North American markets stabilized in Tuesday trading and finished the day relatively unchanged. China boosted global sentiment after injecting an estimated $20 billion US to support its equity and currency markets, seeking to prevent a repeat of Monday's big slide.

Mood remains fragile after Monday's big sell-off

A man walks past a screen displaying market data and exchange rates between the Japanese yen and the U.S. dollar outside a brokerage in Tokyo on Tuesday. (Thomas Peter/Reuters)

North American markets stabilized in Tuesday trading and finished the day relatively unchanged. China boosted global sentiment after injecting an estimated $20 billion US to support its equity and currency markets, seeking to prevent a repeat of Monday's big slide. 

The benchmark index in Toronto — the S&P/TSX composite index — was down seven points to 12,920 at the close of trading, while the Dow Jones industrial average ended with a gain of 10 points at 17,159.

West Texas crude oil futures dropped 79 cents to settle at $35.97 US a barrel.  Despite the drop in oil prices, energy stocks rose, as did health-care stocks, telecoms and utilities. Financials were flat on the day.  

The Canadian dollar fell a quarter of a cent to close at 71.48 cents US.

Before the markets opened, Statistics Canada reported that Canadian producer prices fell 0.2 per cent in November because of lower prices for precious metals like gold and silver. It was the fourth consecutive monthly drop.

Gold rose $4 an ounce on Tuesday to $1,079 US — a two-week high — adding to Monday's 1.3 per cent rise.  

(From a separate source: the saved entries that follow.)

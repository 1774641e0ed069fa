//! Application configuration management.

use serde::Deserialize;

/// Application configuration.
#[derive(Debug, Clone, Deserialize)]
pub struct AppConfig {
    /// Server configuration.
    #[serde(default)]
    pub server: ServerConfig,
    /// Database configuration.
    pub database: DatabaseConfig,
    /// JWT configuration.
    pub jwt: JwtSettings,
    /// Lending policy configuration.
    #[serde(default)]
    pub lending: LendingConfig,
}

/// Server configuration.
#[derive(Debug, Clone, Deserialize)]
pub struct ServerConfig {
    /// Host to bind to.
    #[serde(default = "default_host")]
    pub host: String,
    /// Port to listen on.
    #[serde(default = "default_port")]
    pub port: u16,
}

impl Default for ServerConfig {
    fn default() -> Self {
        Self {
            host: default_host(),
            port: default_port(),
        }
    }
}

fn default_host() -> String {
    "0.0.0.0".to_string()
}

fn default_port() -> u16 {
    8080
}

/// Database configuration.
#[derive(Debug, Clone, Deserialize)]
pub struct DatabaseConfig {
    /// Database connection URL.
    pub url: String,
    /// Maximum number of connections in the pool.
    #[serde(default = "default_max_connections")]
    pub max_connections: u32,
    /// Minimum number of connections in the pool.
    #[serde(default = "default_min_connections")]
    pub min_connections: u32,
}

fn default_max_connections() -> u32 {
    10
}

fn default_min_connections() -> u32 {
    1
}

/// JWT settings as they appear in configuration files.
#[derive(Debug, Clone, Deserialize)]
pub struct JwtSettings {
    /// Secret key for signing tokens.
    pub secret: String,
    /// Access token expiration in seconds.
    #[serde(default = "default_access_token_expiry")]
    pub access_token_expiry_secs: u64,
}

fn default_access_token_expiry() -> u64 {
    3600 // 1 hour
}

/// Lending policy knobs.
///
/// These are turned into a `LendingPolicy` by the server and handed to the
/// lending ledger explicitly; nothing reads them from global state.
#[derive(Debug, Clone, Copy, PartialEq, Eq, Deserialize)]
pub struct LendingConfig {
    /// Maximum number of simultaneously borrowed books per student.
    #[serde(default = "default_max_borrow_limit")]
    pub max_borrow_limit: u32,
    /// Number of days between the borrow date and the due date.
    #[serde(default = "default_loan_period_days")]
    pub loan_period_days: u32,
}

impl Default for LendingConfig {
    fn default() -> Self {
        Self {
            max_borrow_limit: default_max_borrow_limit(),
            loan_period_days: default_loan_period_days(),
        }
    }
}

fn default_max_borrow_limit() -> u32 {
    5
}

fn default_loan_period_days() -> u32 {
    14
}

impl AppConfig {
    /// Loads configuration from environment and config files.
    ///
    /// Sources, later ones winning: `config/default`, `config/{RUN_MODE}`,
    /// then `LIBRIS__SECTION__KEY` environment variables.
    ///
    /// # Errors
    ///
    /// Returns an error if configuration cannot be loaded.
    pub fn load() -> Result<Self, config::ConfigError> {
        let run_mode = std::env::var("RUN_MODE").unwrap_or_else(|_| "development".to_string());

        let config = config::Config::builder()
            .add_source(config::File::with_name("config/default").required(false))
            .add_source(config::File::with_name(&format!("config/{run_mode}")).required(false))
            .add_source(config::Environment::with_prefix("LIBRIS").separator("__"))
            .build()?;

        config.try_deserialize()
    }
}

#[cfg(test)]
mod tests {
    use super::*;

    #[test]
    fn test_lending_defaults() {
        let lending = LendingConfig::default();
        assert_eq!(lending.max_borrow_limit, 5);
        assert_eq!(lending.loan_period_days, 14);
    }

    #[test]
    fn test_server_defaults() {
        let server = ServerConfig::default();
        assert_eq!(server.host, "0.0.0.0");
        assert_eq!(server.port, 8080);
    }

    #[test]
    fn test_load_from_environment() {
        temp_env::with_vars(
            [
                ("LIBRIS__DATABASE__URL", Some("sqlite::memory:")),
                ("LIBRIS__JWT__SECRET", Some("test-secret")),
                ("LIBRIS__LENDING__MAX_BORROW_LIMIT", Some("3")),
                ("LIBRIS__LENDING__LOAN_PERIOD_DAYS", None),
            ],
            || {
                let config = AppConfig::load().unwrap();
                assert_eq!(config.database.url, "sqlite::memory:");
                assert_eq!(config.jwt.secret, "test-secret");
                assert_eq!(config.jwt.access_token_expiry_secs, 3600);
                assert_eq!(config.lending.max_borrow_limit, 3);
                assert_eq!(config.lending.loan_period_days, 14);
                assert_eq!(config.database.max_connections, 10);
            },
        );
    }

    #[test]
    fn test_load_fails_without_database_url() {
        temp_env::with_vars(
            [
                ("LIBRIS__DATABASE__URL", None::<&str>),
                ("LIBRIS__JWT__SECRET", Some("test-secret")),
            ],
            || {
                assert!(AppConfig::load().is_err());
            },
        );
    }
}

Chinese shares listed in Shanghai and Shenzen ended little changed on Tuesday. Panic selling on Monday sent shares diving seven per cent, sending most Asian, European and North American markets lower.

The global index rose 0.2 per cent on Tuesday, with markets in London and Frankfurt higher, though many big Asian exchanges including Japan, Australia and Hong Kong closed in the red.
 
"The price action reminds investors that the world is more connected than ever; volatility is likely here to stay, and liquidity may suffer if investor uncertainty worsens," Citi analysts told Reuters.